# Records for processing
##########

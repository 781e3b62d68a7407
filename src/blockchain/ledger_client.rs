// src/blockchain/ledger_client.rs
//! EVM ledger client implementation.
//!
//! Provides a high-level interface for talking to the ledger that anchors DID
//! documents and linked resources:
//! - Contract transactions signed with an explicitly supplied key
//! - Read-only contract queries
//! - Fee estimation (dry run, never mutates ledger state)
//! - Balance lookup
//!
//! Nothing here retries. A provider error or a revert is returned to the
//! caller as-is.

use crate::error::LedgerError;
use ethers::abi::{Abi, Detokenize, Token, Tokenize};
use ethers::middleware::SignerMiddleware;
use ethers::providers::{Http, Middleware, Provider};
use ethers::signers::{LocalWallet, Signer};
use ethers::types::transaction::eip2718::TypedTransaction;
use ethers::types::{
    Address, Bytes, Chain, TransactionReceipt, TransactionRequest, H256, U256, U64,
};
use ethers::utils::format_units;
use k256::ecdsa::SigningKey;
use log::{debug, info};
use serde::{Deserialize, Serialize};

/// Cost estimate for a contract call.
#[derive(Serialize, Deserialize, Debug, Clone, PartialEq)]
#[serde(rename_all = "camelCase")]
pub struct FeeEstimate {
    /// `gas_limit * gas_price`, in ether units
    pub transaction_fee: String,
    pub gas_limit: U256,
    pub gas_price: U256,
    /// Human readable network name, e.g. `polygon-amoy`
    pub network: String,
    pub chain_id: u64,
    /// Contract method that was estimated
    pub method: String,
}

/// Confirmed transaction summary.
#[derive(Serialize, Deserialize, Debug, Clone, PartialEq)]
#[serde(rename_all = "camelCase")]
pub struct LedgerReceipt {
    pub txn_hash: H256,
    pub block_number: Option<U64>,
    pub from: Address,
    pub to: Option<Address>,
    pub gas_used: Option<U256>,
}

impl From<TransactionReceipt> for LedgerReceipt {
    fn from(receipt: TransactionReceipt) -> Self {
        LedgerReceipt {
            txn_hash: receipt.transaction_hash,
            block_number: receipt.block_number,
            from: receipt.from,
            to: receipt.to,
            gas_used: receipt.gas_used,
        }
    }
}

/// Encodes `method(params)` as call data against `abi`.
pub fn encode_call(abi: &Abi, method: &str, params: impl Tokenize) -> Result<Bytes, LedgerError> {
    encode_tokens(abi, method, &params.into_tokens())
}

fn encode_tokens(abi: &Abi, method: &str, tokens: &[Token]) -> Result<Bytes, LedgerError> {
    let function = abi.function(method)?;
    Ok(function.encode_input(tokens)?.into())
}

/// Human readable name for a chain id.
pub fn network_name(chain_id: u64) -> String {
    Chain::try_from(chain_id)
        .map(|chain| chain.to_string())
        .unwrap_or_else(|_| format!("chain-{}", chain_id))
}

/// Ledger client shared by the DID and resource registries.
///
/// This client provides:
/// - A JSON-RPC provider over HTTP
/// - Per-call signing: every write receives the signing key it must use, there
///   is no ambient wallet
/// - Confirmation: writes resolve only once the receipt is available
#[derive(Clone, Debug)]
pub struct LedgerClient {
    /// JSON-RPC provider
    provider: Provider<Http>,
    /// Chain id reported by the node at connection time
    chain_id: u64,
}

impl LedgerClient {
    /// Connects to a ledger RPC endpoint.
    ///
    /// # Arguments
    /// * `rpc_url` - JSON-RPC endpoint URL
    ///
    /// # Errors
    /// Returns error if:
    /// - The URL cannot be parsed
    /// - The chain ID cannot be retrieved
    pub async fn new(rpc_url: &str) -> Result<Self, LedgerError> {
        let provider = Provider::<Http>::try_from(rpc_url)
            .map_err(|e| LedgerError::Connection(format!("{}: {}", rpc_url, e)))?;
        let chain_id = provider.get_chainid().await?.as_u64();
        info!("Connected to ledger {} (chain id {})", rpc_url, chain_id);

        Ok(Self { provider, chain_id })
    }

    pub fn chain_id(&self) -> u64 {
        self.chain_id
    }

    pub fn network(&self) -> String {
        network_name(self.chain_id)
    }

    /// Native token balance of `address`.
    pub async fn get_balance(&self, address: Address) -> Result<U256, LedgerError> {
        Ok(self.provider.get_balance(address, None).await?)
    }

    /// Sends a transaction to a smart contract and waits for it to be mined.
    ///
    /// # Arguments
    /// * `contract_address` - Address of the target contract
    /// * `abi` - Contract ABI
    /// * `method` - Method name to call
    /// * `params` - Method parameters
    /// * `signing_key` - Key of the submitting account
    ///
    /// # Returns
    /// - `Ok(Some(receipt))` once mined with a success status
    /// - `Ok(None)` if the node dropped the transaction
    ///
    /// # Errors
    /// Returns error if:
    /// - The method is not part of the ABI or parameters do not encode
    /// - Signing or submission fails
    /// - The transaction reverts (e.g. the signer is not the controller)
    pub async fn send_transaction(
        &self,
        contract_address: Address,
        abi: &Abi,
        method: &str,
        params: impl Tokenize,
        signing_key: &SigningKey,
    ) -> Result<Option<LedgerReceipt>, LedgerError> {
        let data = encode_call(abi, method, params)?;

        let wallet = LocalWallet::from(signing_key.clone()).with_chain_id(self.chain_id);
        let sender = wallet.address();
        let client = SignerMiddleware::new(self.provider.clone(), wallet);

        let request = TransactionRequest::new()
            .from(sender)
            .to(contract_address)
            .data(data);

        let pending = client
            .send_transaction(request, None)
            .await
            .map_err(|e| LedgerError::Signer(e.to_string()))?;
        let tx_hash = *pending;
        debug!("Submitted {} from {:?}: {:?}", method, sender, tx_hash);

        match pending.await? {
            None => Ok(None),
            Some(receipt) if receipt.status == Some(U64::zero()) => {
                Err(LedgerError::Reverted(tx_hash))
            }
            Some(receipt) => {
                info!("{} confirmed in block {:?}", method, receipt.block_number);
                Ok(Some(receipt.into()))
            }
        }
    }

    /// Queries a smart contract (read-only operation).
    ///
    /// # Arguments
    /// * `contract_address` - Address of the target contract
    /// * `abi` - Contract ABI
    /// * `method` - Method name to call
    /// * `params` - Method parameters
    ///
    /// # Returns
    /// Decoded return value from the contract call
    pub async fn query_contract<R: Detokenize>(
        &self,
        contract_address: Address,
        abi: &Abi,
        method: &str,
        params: impl Tokenize,
    ) -> Result<R, LedgerError> {
        let data = encode_call(abi, method, params)?;
        let tx: TypedTransaction = TransactionRequest::new()
            .to(contract_address)
            .data(data)
            .into();

        let output = self.provider.call(&tx, None).await?;
        let tokens = abi.function(method)?.decode_output(output.as_ref())?;

        R::from_tokens(tokens).map_err(|e| LedgerError::Decode(e.to_string()))
    }

    /// Estimates the cost of a contract call without sending it.
    ///
    /// # Arguments
    /// * `contract_address` - Address of the target contract
    /// * `abi` - Contract ABI
    /// * `method` - Method name to estimate
    /// * `args` - Method arguments as ABI tokens
    /// * `from` - Account the call would be sent from (owner-gated methods revert otherwise)
    pub async fn estimate_fee(
        &self,
        contract_address: Address,
        abi: &Abi,
        method: &str,
        args: &[Token],
        from: Option<Address>,
    ) -> Result<FeeEstimate, LedgerError> {
        let data = encode_tokens(abi, method, args)?;
        let mut request = TransactionRequest::new().to(contract_address).data(data);
        if let Some(from) = from {
            request = request.from(from);
        }
        let tx: TypedTransaction = request.into();

        let (gas_limit, gas_price) = futures::try_join!(
            self.provider.estimate_gas(&tx, None),
            self.provider.get_gas_price()
        )?;

        let transaction_fee = format_units(gas_limit * gas_price, "ether")
            .map_err(|e| LedgerError::Decode(e.to_string()))?;

        Ok(FeeEstimate {
            transaction_fee,
            gas_limit,
            gas_price,
            network: self.network(),
            chain_id: self.chain_id,
            method: method.to_string(),
        })
    }
}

##########

# Aim of the exercise
Every line in the listing above that mentions "Human" should be returned.

# Solution for this task
    /// Human readable network name, e.g. `polygon-amoy`
/// Human readable name for a chain id.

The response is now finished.